YOUR GOAL
The entries below should be copied exactly and completely.

RECORDS PROVIDED
//! Motion stream - optical-flow CNN training for two-stream action recognition
//!
//! This crate trains the temporal (motion) stream of a two-stream action
//! recogniser: a residual CNN classifies stacks of optical-flow frames, and
//! validation sums the per-frame scores of every video before scoring it.
//!
//! The pieces, bottom up:
//!
//! - [`config`]: layered run configuration (file, environment, CLI overrides)
//! - [`model`]: the [`model::MotionNet`] classifier and pretrained weight import
//! - [`training`]: batch sources, per-epoch sweeps, video-level aggregation,
//!   SGD with plateau scheduling, checkpoints and the [`training::MotionTrainer`]
//!   controller tying them together
//! - [`logging`]: tracing subscriber setup for the runner

#![warn(rustdoc::broken_intra_doc_links)]

pub mod config;
pub mod error;
pub mod logging;
pub mod model;
pub mod training;

// Re-exports
pub use config::{DataConfig, DatasetKind, DeviceConfig, ModelConfig, RunConfig, RuntimeConfig};
pub use error::{Error, Result};
pub use model::{build_model, FrameClassifier, MotionNet, Pretraining};
pub use training::{
    DataStreams, GroundTruthIndex, ModelHandle, MotionTrainer, TrainingConfig, TrainingEvent,
    TrainingResult, VideoLevelMetrics, VideoPredictionAggregator,
};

COMPLETED EXERCISE
//! Motion stream - optical-flow CNN training for two-stream action recognition
//!
//! This crate trains the temporal (motion) stream of a two-stream action
//! recogniser: a residual CNN classifies stacks of optical-flow frames, and
//! validation sums the per-frame scores of every video before scoring it.
//!
//! The pieces, bottom up:
//!
//! - [`config`]: layered run configuration (file, environment, CLI overrides)
//! - [`model`]: the [`model::MotionNet`] classifier and pretrained weight import
//! - [`training`]: batch sources, per-epoch sweeps, video-level aggregation,
//!   SGD with plateau scheduling, checkpoints and the [`training::MotionTrainer`]
//!   controller tying them together
//! - [`logging`]: tracing subscriber setup for the runner

#![warn(rustdoc::broken_intra_doc_links)]

pub mod config;
pub mod error;
pub mod logging;
pub mod model;
pub mod training;

// Re-exports
pub use config::{DataConfig, DatasetKind, DeviceConfig, ModelConfig, RunConfig, RuntimeConfig};
pub use error::{Error, Result};
pub use model::{build_model, FrameClassifier, MotionNet, Pretraining};
pub use training::{
    DataStreams, GroundTruthIndex, ModelHandle, MotionTrainer, TrainingConfig, TrainingEvent,
    TrainingResult, VideoLevelMetrics, VideoPredictionAggregator,
};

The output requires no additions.